» To do: Return, unaltered, every line from the beginning of the material below up to and including the one with "loaded from YAML.".

» Data under study:
//! Shared API type definitions
//!
//! This crate contains the job description and report types shared between the
//! CI driver, the batch runner and the in-pod launcher. Everything here is plain
//! data with serde derives so job lists can be loaded from YAML.

use std::collections::BTreeMap;
use std::fmt;
use std::str::FromStr;

use serde::Deserialize;
use serde::Serialize;

/// Cluster topology a test job runs in.
#[derive(Debug, Clone, Copy, PartialEq, Eq, Hash, Serialize, Deserialize)]
#[serde(rename_all = "kebab-case")]
pub enum JobType {
    /// One pod running one server process.
    Single,
    /// Symmetric data-parallel replicas forming one multi-node instance.
    MultiPdMix,
    /// Disjoint prefill, decode and router roles.
    MultiPdSeparation,
}

impl JobType {
    pub fn as_str(&self) -> &'static str {
        match self {
            JobType::Single => "single",
            JobType::MultiPdMix => "multi-pd-mix",
            JobType::MultiPdSeparation => "multi-pd-separation",
        }
    }
}

impl fmt::Display for JobType {
    fn fmt(&self, f: &mut fmt::Formatter<'_>) -> fmt::Result {
        f.write_str(self.as_str())
    }
}

impl FromStr for JobType {
    type Err = String;

    fn from_str(s: &str) -> Result<Self, Self::Err> {
        match s {
            "single" => Ok(JobType::Single),
            "multi-pd-mix" => Ok(JobType::MultiPdMix),
            "multi-pd-separation" => Ok(JobType::MultiPdSeparation),
            other => Err(format!(
                "unknown job type `{other}`, expected single, multi-pd-mix or multi-pd-separation"
            )),
        }
    }
}

/// Execution flavour forwarded into the launched pods.
#[derive(Debug, Clone, Copy, PartialEq, Eq, Default, Serialize, Deserialize)]
#[serde(rename_all = "lowercase")]
pub enum EnvFlavor {
    /// Verbose logging inside the pods.
    Debug,
    #[default]
    Ci,
}

impl EnvFlavor {
    pub fn as_str(&self) -> &'static str {
        match self {
            EnvFlavor::Debug => "debug",
            EnvFlavor::Ci => "ci",
        }
    }
}

impl fmt::Display for EnvFlavor {
    fn fmt(&self, f: &mut fmt::Formatter<'_>) -> fmt::Result {
        f.write_str(self.as_str())
    }
}

impl FromStr for EnvFlavor {
    type Err = String;

    fn from_str(s: &str) -> Result<Self, Self::Err> {
        match s {
            "debug" => Ok(EnvFlavor::Debug),
            "ci" => Ok(EnvFlavor::Ci),
            other => Err(format!("unknown env `{other}`, expected debug or ci")),
        }
    }
}

/// Per-role pod and device counts.
#[derive(Debug, Clone, PartialEq, Eq, Serialize, Deserialize)]
#[serde(default)]
pub struct RoleSizes {
    /// NPUs for a `single` job
    pub npus: u32,
    /// Replica count for `multi-pd-mix`
    pub replicas: u32,
    /// Prefill pods for `multi-pd-separation`
    pub prefill: u32,
    /// Decode pods for `multi-pd-separation`
    pub decode: u32,
    /// Router pods for `multi-pd-separation`
    pub router: u32,
    /// NPUs requested by every multi-node pod
    pub npus_per_pod: u32,
}

impl Default for RoleSizes {
    fn default() -> Self {
        Self {
            npus: 1,
            replicas: 2,
            prefill: 1,
            decode: 1,
            router: 1,
            npus_per_pod: 16,
        }
    }
}

/// Static server arguments per role.
///
/// A role whose list carries `--node-rank` forms one multi-node instance; the
/// launcher rewrites the rank per pod.
#[derive(Debug, Clone, PartialEq, Eq, Default, Serialize, Deserialize)]
#[serde(default)]
pub struct ServerArgs {
    /// Appended to every server launch
    pub extra: Vec<String>,
    pub prefill: Vec<String>,
    pub decode: Vec<String>,
}

/// Description of one CI test job.
///
/// A spec is immutable once submitted; every submission gets its own run-id.
#[derive(Debug, Clone, PartialEq, Serialize, Deserialize)]
pub struct TestJobSpec {
    pub job_type: JobType,
    pub image: String,
    pub namespace: String,
    pub job_name_prefix: String,
    pub model_path: String,
    /// Test case path relative to the sglang source tree
    pub test_case: String,
    /// Location of the sglang checkout inside the image
    #[serde(default = "default_source_path")]
    pub sglang_source_relative_path: String,
    #[serde(default)]
    pub env: EnvFlavor,
    #[serde(default)]
    pub sizes: RoleSizes,
    #[serde(default)]
    pub server_args: ServerArgs,
    /// Extra environment variables forwarded into every launched container
    #[serde(default)]
    pub pass_env: BTreeMap<String, String>,
}

fn default_source_path() -> String {
    "sglang".to_string()
}

/// Final classification of a job.
#[derive(Debug, Clone, Copy, PartialEq, Eq, Hash, Serialize, Deserialize)]
pub enum JobStatus {
    Pass,
    Fail,
    Error,
}

impl fmt::Display for JobStatus {
    fn fmt(&self, f: &mut fmt::Formatter<'_>) -> fmt::Result {
        write!(f, "{self:?}")
    }
}

/// Result of a single job in a batch run.
#[derive(Debug, Clone, PartialEq, Serialize, Deserialize)]
pub struct JobReport {
    pub job_name: String,
    pub status: JobStatus,
    /// Failure summary or error chain, empty on pass
    pub detail: String,
}

#[cfg(test)]
mod tests {
    use super::*;

    #[test]
    fn job_type_parses_cli_names() {
        assert_eq!("single".parse::<JobType>(), Ok(JobType::Single));
        assert_eq!("multi-pd-mix".parse::<JobType>(), Ok(JobType::MultiPdMix));
        assert_eq!(
            "multi-pd-separation".parse::<JobType>(),
            Ok(JobType::MultiPdSeparation)
        );
        assert!("multi".parse::<JobType>().is_err());
    }

    #[test]
    fn spec_deserializes_with_defaults() {
        let yaml = r#"
job_type: multi-pd-separation
image: registry.local/sglang:latest
namespace: ci
job_name_prefix: sglang-ci
model_path: /models/qwen
test_case: test/srt/test_pd.py
sizes:
  prefill: 2
server_args:
  prefill: [--nnodes, "2", --node-rank, "0"]
"#;
        let spec: TestJobSpec = serde_yaml::from_str(yaml).unwrap();
        assert_eq!(spec.job_type, JobType::MultiPdSeparation);
        assert_eq!(spec.env, EnvFlavor::Ci);
        assert_eq!(spec.sizes.prefill, 2);
        assert_eq!(spec.sizes.decode, 1);
        assert_eq!(spec.sglang_source_relative_path, "sglang");
        assert!(spec.pass_env.is_empty());
        assert_eq!(spec.server_args.prefill.len(), 4);
        assert!(spec.server_args.decode.is_empty());
    }
}
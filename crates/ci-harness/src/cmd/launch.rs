use std::sync::Arc;

use anyhow::Result;
use utils::version;

use crate::config::LaunchArgs;
use crate::k8s::ClusterClient;
use crate::k8s::ResourceManager;
use crate::launcher::LaunchOutcome;
use crate::launcher::Launcher;
use crate::monitor::MonitorOutcome;
use crate::rendezvous::RendezvousDirectory;

pub async fn run_launch(args: LaunchArgs) -> Result<()> {
    // pod logs are collected from stderr/stdout, no file copy
    utils::logging::init();
    tracing::info!("Starting ci-harness launch {}", &**version::VERSION);

    let client = ClusterClient::connect(args.kubeconfig.clone())
        .await
        .map_err(|e| anyhow::anyhow!("Failed to connect to the cluster: {e:?}"))?;
    let directory = RendezvousDirectory::new(
        ResourceManager::new(Arc::new(client)),
        args.namespace.clone(),
        args.config_map.clone(),
    );
    let directory_name = directory.name().to_string();
    let launcher = Launcher::new(directory, args.to_context())
        .map_err(|e| anyhow::anyhow!("Failed to set up launcher: {e:?}"))?;
    tracing::info!(
        job = %args.job_name,
        directory = %directory_name,
        role = %launcher.role(),
        pod_ip = %args.pod_ip,
        "launching"
    );

    let outcome = launcher
        .run()
        .await
        .map_err(|e| anyhow::anyhow!("Launch failed: {e:?}"))?;
    match outcome {
        LaunchOutcome::Tested(MonitorOutcome::Success) => Ok(()),
        LaunchOutcome::Tested(outcome) => Err(anyhow::anyhow!("test case ended with {outcome:?}")),
        LaunchOutcome::ServerExited(status) if status.success() => Ok(()),
        LaunchOutcome::ServerExited(status) => Err(anyhow::anyhow!("server exited with {status}")),
    }
}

» Task answer:
//! Shared API type definitions
//!
//! This crate contains the job description and report types shared between the
//! CI driver, the batch runner and the in-pod launcher. Everything here is plain
//! data with serde derives so job lists can be loaded from YAML.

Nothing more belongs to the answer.